总结来说,双通道方法与不同的连接选项和阈值技术相结合,为二值图像中的物体标注提供了一种有效的方法。根据具体应用和输入图像特征选择适当的连接和阈值方法,有助于优化对象识别过程和标注精度。
对于输入图像,一共完成了以下步骤:
(1)读取并显示原始图像。对于本项目中给出的图像,每个字符都被指定了相应的像素,以成功地执行图像显示。
(2)对图像进行阈值操作并将其转换为二值图像。图像阈值处理是许多图像处理和计算机视觉应用中的关键步骤,它可以通过将灰度图像转换成二值图像,将感兴趣的对象从背景中分离出来。
(3)确定物体的1像素薄图像。图像细化是一种重要的图像处理技术,通过将物体的宽度减小到单个像素的厚度来简化二进制图像。在本例中采用Zhang-Suen算法来处理由上一步经两种阈值处理技术生成的二值图像。对于细化过程来说,选择合适的阈值处理方法至关重要。

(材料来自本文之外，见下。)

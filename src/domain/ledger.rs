use std::collections::BTreeMap;
use std::sync::Arc;

use chrono::{DateTime, Utc};
use serde::{Deserialize, Serialize};
use tracing::{debug, warn};

use super::{
    Clock, Entry, LedgerError, LedgerInput, LedgerSnapshot, Measure, MeasureRecord, MeasureType,
    Period, Result, SystemClock, Tags, Timestamp, Usage, Window, tags, validate_limit,
};

/// A usage ledger: named measures, their entry logs, and the period markers
/// that decide which entries count.
///
/// The ledger is a plain value owned by one caller at a time. It never persists
/// itself; see [`LedgerSnapshot`] for the transport form.
#[derive(Clone, Serialize, Deserialize)]
#[serde(try_from = "LedgerSnapshot", into = "LedgerSnapshot")]
pub struct Ledger {
    start_of_periods: Timestamp,
    periods: Vec<Timestamp>,
    measures: BTreeMap<String, MeasureRecord>,
    clock: Arc<dyn Clock>,
}

impl Default for Ledger {
    fn default() -> Self {
        Self::new(0)
    }
}

impl std::fmt::Debug for Ledger {
    fn fmt(&self, f: &mut std::fmt::Formatter<'_>) -> std::fmt::Result {
        f.debug_struct("Ledger")
            .field("start_of_periods", &self.start_of_periods)
            .field("periods", &self.periods)
            .field("measures", &self.measures)
            .finish_non_exhaustive()
    }
}

impl PartialEq for Ledger {
    fn eq(&self, other: &Self) -> bool {
        self.start_of_periods == other.start_of_periods
            && self.periods == other.periods
            && self.measures == other.measures
    }
}

impl TryFrom<LedgerSnapshot> for Ledger {
    type Error = LedgerError;

    fn try_from(snapshot: LedgerSnapshot) -> Result<Self> {
        Self::from_snapshot(snapshot)
    }
}

impl From<Ledger> for LedgerSnapshot {
    fn from(ledger: Ledger) -> Self {
        Self {
            start_of_periods: ledger.start_of_periods,
            periods: ledger.periods,
            measures: ledger.measures,
        }
    }
}

impl Ledger {
    /// Create an empty ledger anchored at `start_of_periods`.
    pub fn new(start_of_periods: Timestamp) -> Self {
        Self {
            start_of_periods,
            periods: Vec::new(),
            measures: BTreeMap::new(),
            clock: Arc::new(SystemClock),
        }
    }

    /// Build a ledger from structured input. Every measure starts with an empty log.
    pub fn make(input: LedgerInput) -> Result<Self> {
        Self::from_snapshot(input.into())
    }

    /// Rehydrate a ledger from its transport form.
    pub fn from_snapshot(snapshot: LedgerSnapshot) -> Result<Self> {
        snapshot.validate()?;
        Ok(Self {
            start_of_periods: snapshot.start_of_periods,
            periods: snapshot.periods,
            measures: snapshot.measures,
            clock: Arc::new(SystemClock),
        })
    }

    pub fn to_snapshot(&self) -> LedgerSnapshot {
        self.clone().into()
    }

    pub fn with_clock(mut self, clock: impl Clock + 'static) -> Self {
        self.clock = Arc::new(clock);
        self
    }

    pub fn set_clock(&mut self, clock: Arc<dyn Clock>) {
        self.clock = clock;
    }

    fn now(&self) -> Timestamp {
        self.clock.now_ts()
    }

    // ========================
    // Measure registry
    // ========================

    /// Add a measure, or restate the configuration of an existing one.
    /// Restating never touches the entries already recorded.
    pub fn add_measure(
        &mut self,
        name: &str,
        measure_type: MeasureType,
        limit: Option<f64>,
        default_tags: &[&str],
    ) -> Result<()> {
        let limit = validate_limit(limit)?;
        let record = self.measures.entry(name.to_string()).or_default();
        record.measure_type = measure_type;
        record.limit = limit;
        record.default_tags = tags(default_tags.iter().copied());

        debug!(measure = name, %measure_type, ?limit, "measure configured");
        Ok(())
    }

    /// Remove a measure and its whole entry log. Unknown names are ignored.
    pub fn remove_measure(&mut self, name: &str) {
        if self.measures.remove(name).is_some() {
            debug!(measure = name, "measure removed");
        }
    }

    pub fn has_measure(&self, name: &str) -> bool {
        self.measures.contains_key(name)
    }

    pub fn get_measure(&self, name: &str) -> Result<Measure> {
        let record = self.record(name)?;
        Ok(Measure {
            name: name.to_string(),
            measure_type: record.measure_type,
            limit: record.limit,
            default_tags: record.default_tags.clone(),
            entries: record.entries.clone(),
        })
    }

    /// Names of all registered measures, in name order.
    pub fn measure_names(&self) -> Vec<&str> {
        self.measures.keys().map(String::as_str).collect()
    }

    pub fn set_measure_type(&mut self, name: &str, measure_type: MeasureType) -> Result<()> {
        self.record_mut(name)?.measure_type = measure_type;
        Ok(())
    }

    /// Set or lift (`None`) a measure's limit.
    pub fn set_measure_limit(&mut self, name: &str, limit: Option<f64>) -> Result<()> {
        let limit = validate_limit(limit)?;
        self.record_mut(name)?.limit = limit;
        Ok(())
    }

    pub fn set_measure_default_tags(&mut self, name: &str, default_tags: &[&str]) -> Result<()> {
        self.record_mut(name)?.default_tags = tags(default_tags.iter().copied());
        Ok(())
    }

    fn record(&self, name: &str) -> Result<&MeasureRecord> {
        self.measures
            .get(name)
            .ok_or_else(|| LedgerError::MeasureUnknown(name.to_string()))
    }

    fn record_mut(&mut self, name: &str) -> Result<&mut MeasureRecord> {
        self.measures
            .get_mut(name)
            .ok_or_else(|| LedgerError::MeasureUnknown(name.to_string()))
    }

    // ========================
    // Entry log
    // ========================

    /// Record `count` units of usage against a measure.
    ///
    /// The quota is checked first and nothing is written when it would be
    /// exceeded. `ts` defaults to now; back- and post-dated entries are accepted.
    pub fn increment(
        &mut self,
        name: &str,
        count: u32,
        entry_tags: &[&str],
        ts: Option<DateTime<Utc>>,
    ) -> Result<Entry> {
        if !self.can_use(name, count, entry_tags, None) {
            warn!(measure = name, count, "usage rejected, measure exhausted");
            return Err(LedgerError::MeasureExhausted {
                measure: name.to_string(),
                requested: count,
            });
        }

        let ts = ts.map_or_else(|| self.now(), |ts| ts.timestamp());
        let record = self.record_mut(name)?;

        let mut merged = tags(entry_tags.iter().copied());
        merged.extend(record.default_tags.iter().cloned());

        let entry = Entry::new(ts, count, merged)?;
        record.entries.push(entry.clone());

        debug!(measure = name, count, ts, "usage recorded");
        Ok(entry)
    }

    /// Entries of a measure inside a window, oldest first, optionally
    /// restricted to those sharing any of `filter_tags`.
    ///
    /// Without an explicit window the current period is used.
    pub fn measure_entries(
        &self,
        name: &str,
        filter_tags: &[&str],
        period: Option<Period>,
    ) -> Result<Vec<Entry>> {
        let record = self.record(name)?;
        let window = Window::resolve(period, self.last_period(), self.now());
        let filter = tags(filter_tags.iter().copied());

        Ok(select_entries(record, &filter, window)
            .into_iter()
            .cloned()
            .collect())
    }

    /// Empty the entry log of one measure.
    pub fn clear(&mut self, name: &str) -> Result<()> {
        self.record_mut(name)?.entries.clear();
        debug!(measure = name, "entries cleared");
        Ok(())
    }

    /// Empty the entry logs of several measures, in order.
    ///
    /// Stops at the first unknown name; measures cleared before it stay cleared.
    pub fn clear_many(&mut self, names: &[&str]) -> Result<()> {
        for name in names {
            self.clear(name)?;
        }
        Ok(())
    }

    /// Empty the entry log of every measure.
    pub fn clear_all(&mut self) {
        for record in self.measures.values_mut() {
            record.entries.clear();
        }
        debug!(measures = self.measures.len(), "all entries cleared");
    }

    // ========================
    // Periods
    // ========================

    pub fn start_of_periods(&self) -> Timestamp {
        self.start_of_periods
    }

    pub fn periods(&self) -> &[Timestamp] {
        &self.periods
    }

    /// The most recently opened period, or the start of periods if none was opened.
    pub fn last_period(&self) -> Timestamp {
        self.periods
            .last()
            .copied()
            .unwrap_or(self.start_of_periods)
    }

    /// Open a new period at `ts` (default now). Must be later than the latest period.
    pub fn new_period(&mut self, ts: Option<DateTime<Utc>>) -> Result<Timestamp> {
        let ts = ts.map_or_else(|| self.now(), |ts| ts.timestamp());

        if let Some(&latest) = self.periods.last() {
            if ts <= latest {
                return Err(LedgerError::InvalidPeriod {
                    requested: ts,
                    latest,
                });
            }
        }

        self.periods.push(ts);
        debug!(ts, periods = self.periods.len(), "period opened");
        Ok(ts)
    }

    /// Start of the default window for a measure type.
    fn window_start(&self, measure_type: MeasureType) -> Timestamp {
        if measure_type.is_cumulative() {
            self.start_of_periods
        } else {
            self.last_period()
        }
    }

    // ========================
    // Quota
    // ========================

    /// Sum the usage of a measure.
    ///
    /// Without an explicit [`Period::Between`], volume measures count from the
    /// start of periods and the other types from the latest period.
    pub fn usage(&self, name: &str, filter_tags: &[&str], period: Option<Period>) -> Result<Usage> {
        let record = self.record(name)?;
        let window = Window::resolve(period, self.window_start(record.measure_type), self.now());
        Ok(tally(record, filter_tags, window))
    }

    /// Whether `count` more units fit under the measure's limit.
    ///
    /// A measure without a limit is always usable, and so is an unknown
    /// measure. The default window here always starts at the latest period,
    /// whatever the measure type.
    pub fn can_use(
        &self,
        name: &str,
        count: u32,
        filter_tags: &[&str],
        period: Option<Period>,
    ) -> bool {
        let Some(record) = self.measures.get(name) else {
            return true;
        };
        if record.limit.is_none() {
            return true;
        }

        let window = Window::resolve(period, self.last_period(), self.now());
        tally(record, filter_tags, window).allows(count)
    }
}

fn tally(record: &MeasureRecord, filter_tags: &[&str], window: Window) -> Usage {
    let filter = tags(filter_tags.iter().copied());
    let entries = select_entries(record, &filter, window);
    Usage {
        count: entries.iter().map(|e| u64::from(e.count)).sum(),
        limit: record.limit,
        entries: entries.len(),
        window,
    }
}

fn select_entries<'a>(record: &'a MeasureRecord, filter: &Tags, window: Window) -> Vec<&'a Entry> {
    let mut entries: Vec<&Entry> = record
        .entries
        .iter()
        .filter(|e| window.contains(e.ts) && e.matches_any(filter))
        .collect();
    entries.sort_by_key(|e| e.ts);
    entries
}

(4)确定图像轮廓。提取二值图像中物体的轮廓是物体识别、分割和形状分析等各种图像处理任务中必不可少的一步。选择合适的阈值处理方法,对于轮廓处理同样重要。
(5)给图像中不同的物体赋予标签,连接方法采用4连接和8连接。连通分量标记(Connected Component Labeling,CCL)是图像处理和计算机视觉领域的一项重要技术,用于从二进制图像中提取不同的物体或区域。根据具体应用和输入图像特征选择适当的连接和阈值方法,有助于优化对象识别过程和标注精度。